*** Block opens ***

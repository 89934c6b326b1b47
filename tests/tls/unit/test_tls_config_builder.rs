use std::fs;

use tempfile::TempDir;
use trustkeep::{
    create_tls_config, create_tls_configuration, TlsConfigBuilder, TlsConfiguration, TlsError,
};

use super::super::support::TestCertificateAuthority;

#[test]
fn test_every_flag_combination_builds() -> anyhow::Result<()> {
    let ca = TestCertificateAuthority::new("Endpoint CA")?;
    let client = ca.issue_client_cert("agent")?;
    let ca_pem = ca.ca_cert_pem();

    for skip_client in [false, true] {
        for skip_server in [false, true] {
            let tls = create_tls_config(
                ca_pem.as_bytes(),
                client.cert_pem.as_bytes(),
                client.key_pem.as_bytes(),
                skip_client,
                skip_server,
            )?;

            assert_eq!(tls.presents_client_certificate(), !skip_client);
            assert_eq!(tls.verifies_server(), !skip_server);
            assert_eq!(tls.client_config().client_auth_cert_resolver.has_certs(), !skip_client);
        }
    }
    Ok(())
}

#[test]
fn test_skipping_both_ignores_all_inputs() {
    let tls = create_tls_config(&[0xff, 0x00], b"not a cert", b"not a key", true, true)
        .expect("inputs are ignored when both checks are skipped");
    assert!(!tls.presents_client_certificate());
    assert!(!tls.verifies_server());
}

#[test]
fn test_mismatched_key_is_invalid_certificate() -> anyhow::Result<()> {
    let ca = TestCertificateAuthority::new("Endpoint CA")?;
    let client = ca.issue_client_cert("agent")?;
    let other = ca.issue_client_cert("other")?;

    let err = create_tls_config(
        ca.ca_cert_pem().as_bytes(),
        client.cert_pem.as_bytes(),
        other.key_pem.as_bytes(),
        false,
        true,
    )
    .unwrap_err();

    assert!(matches!(err, TlsError::CertificateKeyMismatch));
    assert!(err.is_invalid_certificate());
    Ok(())
}

#[test]
fn test_server_verification_without_usable_ca_still_builds() -> anyhow::Result<()> {
    let tls =
        TlsConfigBuilder::new().ca_certificate(b"garbage").skip_client_verification(true).build()?;
    assert!(tls.verifies_server());
    assert_eq!(tls.trust_anchor_count(), 0);
    Ok(())
}

#[test]
fn test_client_identity_metadata_is_exposed() -> anyhow::Result<()> {
    let ca = TestCertificateAuthority::new("Endpoint CA")?;
    let client = ca.issue_client_cert("metadata-agent")?;

    let tls = TlsConfigBuilder::new()
        .ca_certificate(ca.ca_cert_pem().as_bytes())
        .client_identity(client.cert_pem.as_bytes(), client.key_pem.as_bytes())
        .build()?;

    let info = tls.client_identity().expect("client certificate presented");
    assert!(info.subject.contains("CN=metadata-agent"));
    assert_eq!(tls.trust_anchor_count(), 1);
    Ok(())
}

#[test]
fn test_path_variant_reads_files() -> anyhow::Result<()> {
    let ca = TestCertificateAuthority::new("Endpoint CA")?;
    let client = ca.issue_client_cert("agent")?;
    let dir = TempDir::new()?;

    let ca_path = dir.path().join("ca.pem");
    let cert_path = dir.path().join("cert.pem");
    let key_path = dir.path().join("key.pem");
    fs::write(&ca_path, ca.ca_cert_pem())?;
    fs::write(&cert_path, &client.cert_pem)?;
    fs::write(&key_path, &client.key_pem)?;

    let settings = TlsConfiguration {
        tls: true,
        tls_skip_verify: false,
        tls_ca_cert_path: Some(ca_path),
        tls_cert_path: Some(cert_path),
        tls_key_path: Some(key_path.clone()),
    };
    let tls = create_tls_configuration(&settings)?;
    assert!(tls.presents_client_certificate());
    assert!(tls.verifies_server());

    fs::remove_file(&key_path)?;
    let err = create_tls_configuration(&settings).unwrap_err();
    assert!(matches!(err, TlsError::PrivateKeyReadError { path, .. } if path == key_path));
    Ok(())
}

#[test]
fn test_path_variant_missing_ca_file() {
    let settings = TlsConfiguration {
        tls: true,
        tls_ca_cert_path: Some("/nonexistent/trustkeep/ca.pem".into()),
        ..Default::default()
    };

    let err = create_tls_configuration(&settings).unwrap_err();
    assert!(matches!(err, TlsError::CaReadError { .. }));
    assert!(err.to_string().contains("/nonexistent/trustkeep/ca.pem"));
}

#[test]
fn test_path_variant_skip_verify_needs_no_ca() -> anyhow::Result<()> {
    let settings = TlsConfiguration { tls: true, tls_skip_verify: true, ..Default::default() };
    let tls = create_tls_configuration(&settings)?;
    assert!(!tls.verifies_server());
    assert!(!tls.presents_client_certificate());
    Ok(())
}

*** Block closes ***

(Problem description) After reading the data, retype all of it exactly as it reads.

(Response to this exercise)
repository 89934c6b326b1b47
filename tests/tls/unit/test_tls_config_builder.rs
use std::fs;

use tempfile::TempDir;
use trustkeep::{
    create_tls_config, create_tls_configuration, TlsConfigBuilder, TlsConfiguration, TlsError,
};

use super::super::support::TestCertificateAuthority;

#[test]
fn test_every_flag_combination_builds() -> anyhow::Result<()> {
    let ca = TestCertificateAuthority::new("Endpoint CA")?;
    let client = ca.issue_client_cert("agent")?;
    let ca_pem = ca.ca_cert_pem();

    for skip_client in [false, true] {
        for skip_server in [false, true] {
            let tls = create_tls_config(
                ca_pem.as_bytes(),
                client.cert_pem.as_bytes(),
                client.key_pem.as_bytes(),
                skip_client,
                skip_server,
            )?;

            assert_eq!(tls.presents_client_certificate(), !skip_client);
            assert_eq!(tls.verifies_server(), !skip_server);
            assert_eq!(tls.client_config().client_auth_cert_resolver.has_certs(), !skip_client);
        }
    }
    Ok(())
}

#[test]
fn test_skipping_both_ignores_all_inputs() {
    let tls = create_tls_config(&[0xff, 0x00], b"not a cert", b"not a key", true, true)
        .expect("inputs are ignored when both checks are skipped");
    assert!(!tls.presents_client_certificate());
    assert!(!tls.verifies_server());
}

#[test]
fn test_mismatched_key_is_invalid_certificate() -> anyhow::Result<()> {
    let ca = TestCertificateAuthority::new("Endpoint CA")?;
    let client = ca.issue_client_cert("agent")?;
    let other = ca.issue_client_cert("other")?;

    let err = create_tls_config(
        ca.ca_cert_pem().as_bytes(),
        client.cert_pem.as_bytes(),
        other.key_pem.as_bytes(),
        false,
        true,
    )
    .unwrap_err();

    assert!(matches!(err, TlsError::CertificateKeyMismatch));
    assert!(err.is_invalid_certificate());
    Ok(())
}

#[test]
fn test_server_verification_without_usable_ca_still_builds() -> anyhow::Result<()> {
    let tls =
        TlsConfigBuilder::new().ca_certificate(b"garbage").skip_client_verification(true).build()?;
    assert!(tls.verifies_server());
    assert_eq!(tls.trust_anchor_count(), 0);
    Ok(())
}

#[test]
fn test_client_identity_metadata_is_exposed() -> anyhow::Result<()> {
    let ca = TestCertificateAuthority::new("Endpoint CA")?;
    let client = ca.issue_client_cert("metadata-agent")?;

    let tls = TlsConfigBuilder::new()
        .ca_certificate(ca.ca_cert_pem().as_bytes())
        .client_identity(client.cert_pem.as_bytes(), client.key_pem.as_bytes())
        .build()?;

    let info = tls.client_identity().expect("client certificate presented");
    assert!(info.subject.contains("CN=metadata-agent"));
    assert_eq!(tls.trust_anchor_count(), 1);
    Ok(())
}

#[test]
fn test_path_variant_reads_files() -> anyhow::Result<()> {
    let ca = TestCertificateAuthority::new("Endpoint CA")?;
    let client = ca.issue_client_cert("agent")?;
    let dir = TempDir::new()?;

    let ca_path = dir.path().join("ca.pem");
    let cert_path = dir.path().join("cert.pem");
    let key_path = dir.path().join("key.pem");
    fs::write(&ca_path, ca.ca_cert_pem())?;
    fs::write(&cert_path, &client.cert_pem)?;
    fs::write(&key_path, &client.key_pem)?;

    let settings = TlsConfiguration {
        tls: true,
        tls_skip_verify: false,
        tls_ca_cert_path: Some(ca_path),
        tls_cert_path: Some(cert_path),
        tls_key_path: Some(key_path.clone()),
    };
    let tls = create_tls_configuration(&settings)?;
    assert!(tls.presents_client_certificate());
    assert!(tls.verifies_server());

    fs::remove_file(&key_path)?;
    let err = create_tls_configuration(&settings).unwrap_err();
    assert!(matches!(err, TlsError::PrivateKeyReadError { path, .. } if path == key_path));
    Ok(())
}

#[test]
fn test_path_variant_missing_ca_file() {
    let settings = TlsConfiguration {
        tls: true,
        tls_ca_cert_path: Some("/nonexistent/trustkeep/ca.pem".into()),
        ..Default::default()
    };

    let err = create_tls_configuration(&settings).unwrap_err();
    assert!(matches!(err, TlsError::CaReadError { .. }));
    assert!(err.to_string().contains("/nonexistent/trustkeep/ca.pem"));
}

#[test]
fn test_path_variant_skip_verify_needs_no_ca() -> anyhow::Result<()> {
    let settings = TlsConfiguration { tls: true, tls_skip_verify: true, ..Default::default() };
    let tls = create_tls_configuration(&settings)?;
    assert!(!tls.verifies_server());
    assert!(!tls.presents_client_certificate());
    Ok(())
}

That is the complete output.